Problem |
Type out the entries again, matching each one exactly.

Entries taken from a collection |

=-=-=

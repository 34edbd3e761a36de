//! Export colours from the active CSS theme.

use wasm_bindgen::JsValue;

use footprint_export::{MapColors, parse_css_hex};

/// Errors that can occur while reading theme colours.
#[derive(Debug, thiserror::Error)]
pub enum ThemeError {
    /// A browser API call returned an error or a required object was missing.
    #[error("browser API error: {0}")]
    JsError(String),
}

impl From<JsValue> for ThemeError {
    fn from(value: JsValue) -> Self {
        Self::JsError(format!("{value:?}"))
    }
}

/// Read the map palette from CSS custom properties on the root element:
/// `--map-bg`, `--map-land`, `--map-visited`, `--map-border` and
/// `--map-label`.
///
/// A property that is unset or not a hex colour keeps the
/// [`MapColors::default`] value.
///
/// # Errors
///
/// Returns [`ThemeError::JsError`] if the computed style cannot be read.
pub fn read_map_colors() -> Result<MapColors, ThemeError> {
    let window = web_sys::window().ok_or_else(|| ThemeError::JsError("no global window".into()))?;
    let doc = window
        .document()
        .ok_or_else(|| ThemeError::JsError("no document".into()))?;
    let el = doc
        .document_element()
        .ok_or_else(|| ThemeError::JsError("no document element".into()))?;
    let style = window
        .get_computed_style(&el)?
        .ok_or_else(|| ThemeError::JsError("no computed style".into()))?;

    let read = |property: &str| -> Result<Option<[u8; 3]>, ThemeError> {
        let value = style.get_property_value(property)?;
        let parsed = parse_css_hex(&value);
        if parsed.is_none() && !value.trim().is_empty() {
            tracing::warn!(property, value, "ignoring non-hex theme colour");
        }
        Ok(parsed)
    };

    let defaults = MapColors::default();
    Ok(MapColors {
        background: read("--map-bg")?.or(defaults.background),
        land: read("--map-land")?.unwrap_or(defaults.land),
        visited: read("--map-visited")?.unwrap_or(defaults.visited),
        border: read("--map-border")?.unwrap_or(defaults.border),
        label: read("--map-label")?.unwrap_or(defaults.label),
    })
}
//! Hot-path DOM updates for selection changes.
//!
//! Map shapes and list checkboxes are rendered by Dioxus with ids from
//! [`dom_id`]. A toggle flips them directly here instead of re-rendering
//! the map, so clicking a region costs two element lookups.

use wasm_bindgen::JsCast;

use footprint_core::{RenderSurface, dom_id};

/// Element id prefix of map shapes.
pub const SHAPE_PREFIX: &str = "shape";
/// Element id prefix of list checkboxes.
pub const ROW_PREFIX: &str = "row";
/// Class carried by visited shapes.
pub const VISITED_CLASS: &str = "visited";

/// A [`RenderSurface`] over the live document.
#[derive(Debug, Clone)]
pub struct DomSurface {
    document: web_sys::Document,
}

impl DomSurface {
    /// Surface for the current window's document, if there is one.
    #[must_use]
    pub fn new() -> Option<Self> {
        let document = web_sys::window()?.document()?;
        Some(Self { document })
    }
}

impl RenderSurface for DomSurface {
    fn highlight(&mut self, name: &str, on: bool) {
        let Some(el) = self.document.get_element_by_id(&dom_id(SHAPE_PREFIX, name)) else {
            return;
        };
        if let Err(e) = el.class_list().toggle_with_force(VISITED_CLASS, on) {
            tracing::warn!(name, error = ?e, "failed to update shape class");
        }
    }

    fn set_list_checked(&mut self, name: &str, on: bool) {
        let Some(input) = self
            .document
            .get_element_by_id(&dom_id(ROW_PREFIX, name))
            .and_then(|el| el.dyn_into::<web_sys::HtmlInputElement>().ok())
        else {
            return;
        };
        input.set_checked(on);
    }
}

=-=-=

Problem solution |
repository 34edbd3e761a36de
//! Export colours from the active CSS theme.

use wasm_bindgen::JsValue;

use footprint_export::{MapColors, parse_css_hex};

/// Errors that can occur while reading theme colours.
#[derive(Debug, thiserror::Error)]
pub enum ThemeError {
    /// A browser API call returned an error or a required object was missing.
    #[error("browser API error: {0}")]
    JsError(String),
}

impl From<JsValue> for ThemeError {
    fn from(value: JsValue) -> Self {
        Self::JsError(format!("{value:?}"))
    }
}

/// Read the map palette from CSS custom properties on the root element:
/// `--map-bg`, `--map-land`, `--map-visited`, `--map-border` and
/// `--map-label`.
///
/// A property that is unset or not a hex colour keeps the
/// [`MapColors::default`] value.
///
/// # Errors
///
/// Returns [`ThemeError::JsError`] if the computed style cannot be read.
pub fn read_map_colors() -> Result<MapColors, ThemeError> {
    let window = web_sys::window().ok_or_else(|| ThemeError::JsError("no global window".into()))?;
    let doc = window
        .document()
        .ok_or_else(|| ThemeError::JsError("no document".into()))?;
    let el = doc
        .document_element()
        .ok_or_else(|| ThemeError::JsError("no document element".into()))?;
    let style = window
        .get_computed_style(&el)?
        .ok_or_else(|| ThemeError::JsError("no computed style".into()))?;

    let read = |property: &str| -> Result<Option<[u8; 3]>, ThemeError> {
        let value = style.get_property_value(property)?;
        let parsed = parse_css_hex(&value);
        if parsed.is_none() && !value.trim().is_empty() {
            tracing::warn!(property, value, "ignoring non-hex theme colour");
        }
        Ok(parsed)
    };

    let defaults = MapColors::default();
    Ok(MapColors {
        background: read("--map-bg")?.or(defaults.background),
        land: read("--map-land")?.unwrap_or(defaults.land),
        visited: read("--map-visited")?.unwrap_or(defaults.visited),
        border: read("--map-border")?.unwrap_or(defaults.border),
        label: read("--map-label")?.unwrap_or(defaults.label),
    })
}
//! Hot-path DOM updates for selection changes.
//!
//! Map shapes and list checkboxes are rendered by Dioxus with ids from
//! [`dom_id`]. A toggle flips them directly here instead of re-rendering
//! the map, so clicking a region costs two element lookups.

use wasm_bindgen::JsCast;

use footprint_core::{RenderSurface, dom_id};

/// Element id prefix of map shapes.
pub const SHAPE_PREFIX: &str = "shape";
/// Element id prefix of list checkboxes.
pub const ROW_PREFIX: &str = "row";
/// Class carried by visited shapes.
pub const VISITED_CLASS: &str = "visited";

/// A [`RenderSurface`] over the live document.
#[derive(Debug, Clone)]
pub struct DomSurface {
    document: web_sys::Document,
}

impl DomSurface {
    /// Surface for the current window's document, if there is one.
    #[must_use]
    pub fn new() -> Option<Self> {
        let document = web_sys::window()?.document()?;
        Some(Self { document })
    }
}

impl RenderSurface for DomSurface {
    fn highlight(&mut self, name: &str, on: bool) {
        let Some(el) = self.document.get_element_by_id(&dom_id(SHAPE_PREFIX, name)) else {
            return;
        };
        if let Err(e) = el.class_list().toggle_with_force(VISITED_CLASS, on) {
            tracing::warn!(name, error = ?e, "failed to update shape class");
        }
    }

    fn set_list_checked(&mut self, name: &str, on: bool) {
        let Some(input) = self
            .document
            .get_element_by_id(&dom_id(ROW_PREFIX, name))
            .and_then(|el| el.dyn_into::<web_sys::HtmlInputElement>().ok())
        else {
            return;
        };
        input.set_checked(on);
    }
}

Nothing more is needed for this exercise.